REQUIRED WORK:
The answer must consist of every line from the entries below that contains the word "parts".

[Saved data entries]
================================
//! Error types for the PDF engine.
//!
//! Every fallible operation in the crate returns [`Result`]. Variants carry
//! the offending object identity or page index where one is known, and
//! [`Error::kind`] collapses them into the coarse taxonomy reported to
//! callers of the engine facade.

use crate::object::ObjectRef;
use serde::Serialize;

/// Result type alias for engine operations.
pub type Result<T> = std::result::Result<T, Error>;

/// Error types that can occur while loading, transforming or writing a PDF.
#[derive(Debug, thiserror::Error)]
#[allow(clippy::enum_variant_names)]
pub enum Error {
    /// Invalid PDF header (expected '%PDF-')
    #[error("Invalid PDF header: expected '%PDF-', found '{0}'")]
    InvalidHeader(String),

    /// Parse error at specific byte offset
    #[error("Failed to parse object at byte {offset}: {reason}")]
    ParseError {
        /// Byte offset where error occurred
        offset: usize,
        /// Reason for parse failure
        reason: String,
    },

    /// Structurally invalid PDF
    #[error("Invalid PDF: {0}")]
    InvalidPdf(String),

    /// A page tree node revisits one of its ancestors
    #[error("Cyclic page tree: object {object} revisits an ancestor")]
    CyclicStructure {
        /// Node that closed the cycle
        object: ObjectRef,
    },

    /// Dangling reference in a position where it cannot be tolerated
    #[error("Broken reference {object}: {context}")]
    BrokenReference {
        /// Missing object
        object: ObjectRef,
        /// What needed it
        context: String,
    },

    /// Password did not match, or the document is still locked
    #[error("Invalid password: {0}")]
    InvalidPassword(String),

    /// Unsupported stream filter
    #[error("Unsupported filter: {0}")]
    UnsupportedFilter(String),

    /// Encryption scheme outside the Standard handler's revisions
    #[error("Unsupported encryption: {0}")]
    UnsupportedEncryption(String),

    /// Stream decoding error
    #[error("Stream decoding error: {0}")]
    Decode(String),

    /// Stream encoding error
    #[error("Stream encoding error: {0}")]
    Encode(String),

    /// IO error
    #[error("IO error: {0}")]
    Io(#[from] std::io::Error),

    /// Operation aborted through a cancellation token
    #[error("Operation cancelled after {completed} of {total} steps")]
    Cancelled {
        /// Steps finished before the abort
        completed: usize,
        /// Steps the operation planned
        total: usize,
    },

    /// Page index beyond the end of the document
    #[error("Page index {index} out of range (document has {count} pages)")]
    PageOutOfRange {
        /// Requested index (0-based)
        index: usize,
        /// Number of pages
        count: usize,
    },

    /// Malformed page selection
    #[error("Invalid page range: {0}")]
    InvalidPageRange(String),

    /// Rotation that is not a multiple of 90 degrees
    #[error("Invalid rotation: {0} degrees (must be a multiple of 90)")]
    InvalidRotation(i64),

    /// Object has wrong type
    #[error("Invalid object type: expected {expected}, found {found}")]
    InvalidObjectType {
        /// Expected object type
        expected: String,
        /// Actual object type found
        found: String,
    },

    /// Reference chain or nesting too deep
    #[error("Recursion limit exceeded (depth {0})")]
    RecursionLimitExceeded(u32),

    /// Configuration could not be read
    #[error("Configuration error: {0}")]
    Config(String),

    /// Engine handle that was never issued or is already closed
    #[error("Unknown document handle {0}")]
    UnknownHandle(u64),

    /// Feature needs a collaborator that was not supplied
    #[error("Unsupported feature: {0}")]
    Unsupported(String),

    /// Error raised while processing a specific page
    #[error("Page {index}: {source}")]
    OnPage {
        /// Page index (0-based)
        index: usize,
        /// Underlying error
        #[source]
        source: Box<Error>,
    },
}

/// Coarse error classification surfaced to the shell.
#[derive(Debug, Clone, Copy, PartialEq, Eq, Hash, Serialize)]
pub enum ErrorKind {
    /// Unparseable header, trailer or object
    ParseError,
    /// Page tree cycle
    CyclicStructure,
    /// Required reference is missing
    BrokenReference,
    /// Wrong password or locked document
    InvalidPassword,
    /// Filter or encryption scheme not supported
    UnsupportedFilter,
    /// Read or write failure
    IoError,
    /// User abort
    Cancelled,
    /// Caller supplied invalid arguments
    Invalid,
    /// Anything else
    Other,
}

impl Error {
    /// Attach a page index to this error. Already-annotated errors are kept as is.
    pub fn on_page(self, index: usize) -> Self {
        match self {
            Error::OnPage { .. } => self,
            other => Error::OnPage {
                index,
                source: Box::new(other),
            },
        }
    }

    /// Map the error onto the reported taxonomy.
    pub fn kind(&self) -> ErrorKind {
        match self {
            Error::InvalidHeader(_)
            | Error::ParseError { .. }
            | Error::InvalidPdf(_)
            | Error::Decode(_)
            | Error::InvalidObjectType { .. }
            | Error::RecursionLimitExceeded(_) => ErrorKind::ParseError,
            Error::CyclicStructure { .. } => ErrorKind::CyclicStructure,
            Error::BrokenReference { .. } => ErrorKind::BrokenReference,
            Error::InvalidPassword(_) => ErrorKind::InvalidPassword,
            Error::UnsupportedFilter(_) | Error::UnsupportedEncryption(_) => {
                ErrorKind::UnsupportedFilter
            },
            Error::Io(_) => ErrorKind::IoError,
            Error::Cancelled { .. } => ErrorKind::Cancelled,
            Error::PageOutOfRange { .. }
            | Error::InvalidPageRange(_)
            | Error::InvalidRotation(_)
            | Error::Config(_)
            | Error::UnknownHandle(_) => ErrorKind::Invalid,
            Error::Encode(_) | Error::Unsupported(_) => ErrorKind::Other,
            Error::OnPage { source, .. } => source.kind(),
        }
    }

    /// Offending object identity, if the error names one.
    pub fn object(&self) -> Option<ObjectRef> {
        match self {
            Error::CyclicStructure { object } | Error::BrokenReference { object, .. } => {
                Some(*object)
            },
            Error::OnPage { source, .. } => source.object(),
            _ => None,
        }
    }

    /// Page index the error occurred on, if known.
    pub fn page(&self) -> Option<usize> {
        match self {
            Error::OnPage { index, .. } => Some(*index),
            Error::PageOutOfRange { index, .. } => Some(*index),
            _ => None,
        }
    }

    /// Shorthand for a broken reference.
    pub(crate) fn broken(object: ObjectRef, context: impl Into<String>) -> Self {
        Error::BrokenReference {
            object,
            context: context.into(),
        }
    }

    /// Shorthand for a type mismatch.
    pub(crate) fn wrong_type(expected: &str, found: &str) -> Self {
        Error::InvalidObjectType {
            expected: expected.to_string(),
            found: found.to_string(),
        }
    }
}

#[cfg(test)]
mod tests {
    use super::*;

    #[test]
    fn test_parse_error() {
        let err = Error::ParseError {
            offset: 1234,
            reason: "invalid token".to_string(),
        };
        let msg = format!("{}", err);
        assert!(msg.contains("1234"));
        assert!(msg.contains("invalid token"));
        assert_eq!(err.kind(), ErrorKind::ParseError);
    }

    #[test]
    fn test_broken_reference_carries_object() {
        let err = Error::broken(ObjectRef::new(12, 0), "page contents");
        let msg = format!("{}", err);
        assert!(msg.contains("12 0 R"));
        assert!(msg.contains("page contents"));
        assert_eq!(err.object(), Some(ObjectRef::new(12, 0)));
        assert_eq!(err.kind(), ErrorKind::BrokenReference);
    }

    #[test]
    fn test_on_page_wraps_once() {
        let err = Error::UnsupportedFilter("JBIG2Decode".into()).on_page(3).on_page(7);
        assert_eq!(err.page(), Some(3));
        assert_eq!(err.kind(), ErrorKind::UnsupportedFilter);
        assert!(format!("{}", err).starts_with("Page 3:"));
    }

    #[test]
    fn test_cancelled_kind() {
        let err = Error::Cancelled {
            completed: 2,
            total: 10,
        };
        assert_eq!(err.kind(), ErrorKind::Cancelled);
        assert!(format!("{}", err).contains("2 of 10"));
    }

    #[test]
    fn test_io_error_conversion() {
        let io_err = std::io::Error::new(std::io::ErrorKind::NotFound, "file not found");
        let err: Error = io_err.into();
        assert_eq!(err.kind(), ErrorKind::IoError);
        assert!(format!("{}", err).contains("IO error"));
    }

    #[test]
    fn test_invalid_rotation() {
        let err = Error::InvalidRotation(45);
        assert!(format!("{}", err).contains("45"));
        assert_eq!(err.kind(), ErrorKind::Invalid);
    }

    #[test]
    fn test_error_is_send_sync() {
        fn assert_send_sync<T: Send + Sync>() {}
        assert_send_sync::<Error>();
    }
}
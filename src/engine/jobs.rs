//! Whole-file jobs: read input paths, transform, write output paths.
//!
//! Each job owns the documents it loads, so jobs can run side by side on
//! the batch pool. Outputs are written with [`write_atomic`]; a failed job
//! leaves no output behind.

use super::atomic::{write_atomic, write_atomic_all};
use crate::config::EngineConfig;
use crate::document::Document;
use crate::error::{Error, Result};
use crate::ops::{self, CompressOptions, CompressStats, TextInsertion};
use crate::page_tree;
use crate::progress::Monitor;
use crate::writer::{serialize, SerializeOptions};
use std::fs;
use std::path::{Path, PathBuf};

fn load(path: &Path, config: &EngineConfig) -> Result<Document> {
    Document::load_with_options(path, config.parser.clone())
}

fn stem(path: &Path) -> Result<String> {
    path.file_stem()
        .map(|s| s.to_string_lossy().into_owned())
        .ok_or_else(|| Error::Config(format!("{} has no file name", path.display())))
}

pub(crate) fn stamp_producer(doc: &mut Document, config: &EngineConfig) {
    if let Some(producer) = &config.producer {
        doc.set_info("Producer", crate::object::Object::string(producer.as_str()));
    }
}

/// Concatenate the pages of `inputs` into `output`. Returns the page count.
pub fn merge_files(inputs: &[PathBuf], output: &Path, config: &EngineConfig, monitor: &Monitor) -> Result<usize> {
    let docs = inputs.iter().map(|p| load(p, config)).collect::<Result<Vec<_>>>()?;
    let refs: Vec<&Document> = docs.iter().collect();
    let mut merged = ops::merge(&refs, monitor)?;
    stamp_producer(&mut merged, config);
    let pages = page_tree::page_count(&merged)?;
    write_atomic(output, &serialize(&merged, &SerializeOptions::default())?)?;
    log::info!("Merged {} files into {} ({} pages)", inputs.len(), output.display(), pages);
    Ok(pages)
}

/// Write every page of `input` to `output_dir` as `{stem}_page_{n}.pdf`,
/// `n` counting from 1. The directory is created if needed.
pub fn split_file(input: &Path, output_dir: &Path, config: &EngineConfig, monitor: &Monitor) -> Result<Vec<PathBuf>> {
    let doc = load(input, config)?;
    let stem = stem(input)?;
    let parts = ops::split_each_page(&doc, monitor)?;

    let mut outputs = Vec::with_capacity(parts.len());
    for (i, mut part) in parts.into_iter().enumerate() {
        stamp_producer(&mut part, config);
        let path = output_dir.join(format!("{}_page_{}.pdf", stem, i + 1));
        outputs.push((path, serialize(&part, &SerializeOptions::default())?));
    }
    fs::create_dir_all(output_dir)?;
    write_atomic_all(&outputs)?;
    Ok(outputs.into_iter().map(|(path, _)| path).collect())
}

/// Write the pages of `input` listed in `keep` (0-based, in that order) to
/// `output`. Indices past the end are skipped. Returns the page count.
pub fn remove_pages_file(
    input: &Path,
    keep: &[usize],
    output: &Path,
    config: &EngineConfig,
    monitor: &Monitor,
) -> Result<usize> {
    let mut doc = load(input, config)?;
    ops::keep_pages(&mut doc, keep, monitor)?;
    let pages = page_tree::page_count(&doc)?;
    write_atomic(output, &serialize(&doc, &SerializeOptions::default())?)?;
    Ok(pages)
}

/// Recompress `input` into `output`, dropping unreachable objects.
pub fn compress_file(
    input: &Path,
    output: &Path,
    options: &CompressOptions,
    config: &EngineConfig,
    monitor: &Monitor,
) -> Result<CompressStats> {
    let mut doc = load(input, config)?;
    let stats = ops::compress(&mut doc, options, monitor)?;
    let bytes = serialize(&doc, &SerializeOptions::default().with_compact(true))?;
    write_atomic(output, &bytes)?;
    Ok(stats)
}

/// Number of pages in `input`.
pub fn page_count_file(input: &Path, config: &EngineConfig) -> Result<usize> {
    page_tree::page_count(&load(input, config)?)
}

/// Place one line of text on page `index` of `input` and write `output`.
pub fn insert_text_file(
    input: &Path,
    index: usize,
    insertion: &TextInsertion,
    output: &Path,
    config: &EngineConfig,
) -> Result<()> {
    let mut doc = load(input, config)?;
    ops::insert_text(&mut doc, index, insertion)?;
    write_atomic(output, &serialize(&doc, &SerializeOptions::default())?)
}
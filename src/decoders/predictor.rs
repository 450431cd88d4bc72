//! PNG and TIFF predictors.
//!
//! Predictors store each sample as a difference from a neighbour; decoding
//! adds the neighbour back. PNG predictors (10-15) prefix every row with a
//! tag byte selecting the algorithm for that row.

use crate::error::{Error, Result};

/// Decode parameters relevant to predictors and LZW.
#[derive(Debug, Clone, PartialEq, Eq)]
pub struct DecodeParams {
    /// Predictor algorithm (1 = none, 2 = TIFF, 10-15 = PNG)
    pub predictor: i64,
    /// Samples per row
    pub columns: usize,
    /// Color components per sample
    pub colors: usize,
    /// Bits per component
    pub bits_per_component: usize,
    /// LZW `/EarlyChange`
    pub early_change: bool,
}

impl Default for DecodeParams {
    fn default() -> Self {
        Self {
            predictor: 1,
            columns: 1,
            colors: 1,
            bits_per_component: 8,
            early_change: true,
        }
    }
}

impl DecodeParams {
    /// Bytes of sample data per row.
    pub fn row_bytes(&self) -> usize {
        (self.columns * self.colors * self.bits_per_component).div_ceil(8)
    }

    /// Bytes per complete pixel, at least one.
    fn pixel_bytes(&self) -> usize {
        (self.colors * self.bits_per_component).div_ceil(8).max(1)
    }
}

/// Reverse the predictor named in `params`.
pub fn decode_predictor(data: &[u8], params: &DecodeParams) -> Result<Vec<u8>> {
    match params.predictor {
        1 => Ok(data.to_vec()),
        2 => decode_tiff(data, params),
        10..=15 => decode_png(data, params),
        other => Err(Error::Decode(format!("Unsupported predictor: {}", other))),
    }
}

fn decode_tiff(data: &[u8], params: &DecodeParams) -> Result<Vec<u8>> {
    if params.bits_per_component != 8 {
        return Err(Error::Decode(format!(
            "TIFF predictor with {} bits per component",
            params.bits_per_component
        )));
    }
    let row_len = params.row_bytes().max(1);
    let bpp = params.colors;
    let mut output = data.to_vec();
    for row in output.chunks_mut(row_len) {
        for i in bpp..row.len() {
            row[i] = row[i].wrapping_add(row[i - bpp]);
        }
    }
    Ok(output)
}

fn decode_png(data: &[u8], params: &DecodeParams) -> Result<Vec<u8>> {
    let row_len = params.row_bytes();
    let bpp = params.pixel_bytes();
    let mut output = Vec::with_capacity(data.len());
    let mut prev = vec![0u8; row_len];

    for chunk in data.chunks(row_len + 1) {
        if chunk.len() < 2 {
            break;
        }
        let tag = chunk[0];
        let mut row = chunk[1..].to_vec();
        row.resize(row_len, 0);

        for i in 0..row_len {
            let left = if i >= bpp { row[i - bpp] } else { 0 };
            let up = prev[i];
            let up_left = if i >= bpp { prev[i - bpp] } else { 0 };
            let predicted = match tag {
                0 => 0,
                1 => left,
                2 => up,
                3 => ((u16::from(left) + u16::from(up)) / 2) as u8,
                4 => paeth(left, up, up_left),
                other => {
                    return Err(Error::Decode(format!("Invalid PNG predictor tag: {}", other)))
                },
            };
            row[i] = row[i].wrapping_add(predicted);
        }

        output.extend_from_slice(&row[..chunk.len() - 1]);
        prev = row;
    }

    Ok(output)
}

fn paeth(a: u8, b: u8, c: u8) -> u8 {
    let p = i16::from(a) + i16::from(b) - i16::from(c);
    let pa = (p - i16::from(a)).abs();
    let pb = (p - i16::from(b)).abs();
    let pc = (p - i16::from(c)).abs();
    if pa <= pb && pa <= pc {
        a
    } else if pb <= pc {
        b
    } else {
        c
    }
}
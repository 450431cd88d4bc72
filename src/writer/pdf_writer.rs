//! Document serializer.
//!
//! Writes a complete file: header, live objects in arena order, the
//! encryption dictionary if any, a classic xref table and the trailer.
//! The same document always serializes to the same bytes.

use super::object_serializer::ObjectSerializer;
use super::reachability::live_objects;
use crate::document::Document;
use crate::error::Result;
use crate::object::{Dict, Object, ObjectRef};
use std::collections::BTreeMap;
use std::io::Write;

/// Options for [`serialize`].
#[derive(Debug, Clone, PartialEq, Eq)]
pub struct SerializeOptions {
    /// Minimal whitespace inside objects
    pub compact: bool,
    /// Drop objects unreachable from the trailer
    pub garbage_collect: bool,
}

impl Default for SerializeOptions {
    fn default() -> Self {
        Self {
            compact: false,
            garbage_collect: true,
        }
    }
}

impl SerializeOptions {
    /// Set compact formatting.
    pub fn with_compact(mut self, compact: bool) -> Self {
        self.compact = compact;
        self
    }

    /// Enable or disable the reachability sweep.
    pub fn with_garbage_collect(mut self, garbage_collect: bool) -> Self {
        self.garbage_collect = garbage_collect;
        self
    }
}

/// Serialize `doc`. Fails with `InvalidPassword` for a locked document.
pub fn serialize(doc: &Document, options: &SerializeOptions) -> Result<Vec<u8>> {
    doc.ensure_unlocked()?;
    let serializer = if options.compact {
        ObjectSerializer::compact()
    } else {
        ObjectSerializer::new()
    };
    let security = doc.security();

    let live = options.garbage_collect.then(|| live_objects(doc));
    let (major, minor) = doc.version();

    let mut out = Vec::new();
    write!(out, "%PDF-{}.{}\n", major, minor)?;
    out.extend_from_slice(b"%\xE2\xE3\xCF\xD3\n");

    // object number -> (offset, generation)
    let mut offsets: BTreeMap<u32, (usize, u16)> = BTreeMap::new();
    let mut skipped = 0usize;
    for (id, obj) in doc.iter() {
        if live.as_ref().map_or(false, |live| !live.contains(&id)) {
            skipped += 1;
            continue;
        }
        offsets.insert(id.num, (out.len(), id.gen));
        out.extend_from_slice(&serializer.serialize_indirect(id, obj, security)?);
    }
    if skipped > 0 {
        log::debug!("Dropped {} unreachable objects", skipped);
    }

    let encrypt_ref = match security {
        Some(state) => {
            let id = ObjectRef::new(doc.next_object_number(), 0);
            offsets.insert(id.num, (out.len(), 0));
            let dict = Object::Dictionary(state.encrypt_dict.clone());
            out.extend_from_slice(&serializer.serialize_indirect(id, &dict, None)?);
            Some(id)
        },
        None => None,
    };

    let size = offsets.keys().next_back().map_or(1, |last| last + 1);
    let xref_offset = out.len();
    write!(out, "xref\n0 {}\n", size)?;
    for num in 0..size {
        match offsets.get(&num) {
            Some((offset, gen)) => write!(out, "{:010} {:05} n \n", offset, gen)?,
            None => out.extend_from_slice(b"0000000000 65535 f \n"),
        }
    }

    let trailer = build_trailer(doc, size, live.as_ref(), encrypt_ref);
    out.extend_from_slice(b"trailer\n");
    out.extend_from_slice(&serializer.serialize(&Object::Dictionary(trailer))?);
    write!(out, "\nstartxref\n{}\n%%EOF\n", xref_offset)?;
    Ok(out)
}

fn build_trailer(
    doc: &Document,
    size: u32,
    live: Option<&std::collections::HashSet<ObjectRef>>,
    encrypt_ref: Option<ObjectRef>,
) -> Dict {
    let mut trailer = Dict::new();
    trailer.insert("Size".to_string(), Object::Integer(size as i64));
    for key in ["Root", "Info"] {
        let Some(Object::Reference(r)) = doc.trailer().get(key) else {
            continue;
        };
        let present = doc.get(*r).is_some() && live.map_or(true, |live| live.contains(r));
        if present {
            trailer.insert(key.to_string(), Object::Reference(*r));
        }
    }
    if let Some(id) = doc.trailer().get("ID") {
        trailer.insert("ID".to_string(), id.clone());
    }
    if let Some(r) = encrypt_ref {
        trailer.insert("Encrypt".to_string(), Object::Reference(r));
    }
    trailer
}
================================
EXPECTED ANSWER:
    let parts = ops::split_each_page(&doc, monitor)?;
    let mut outputs = Vec::with_capacity(parts.len());
    for (i, mut part) in parts.into_iter().enumerate() {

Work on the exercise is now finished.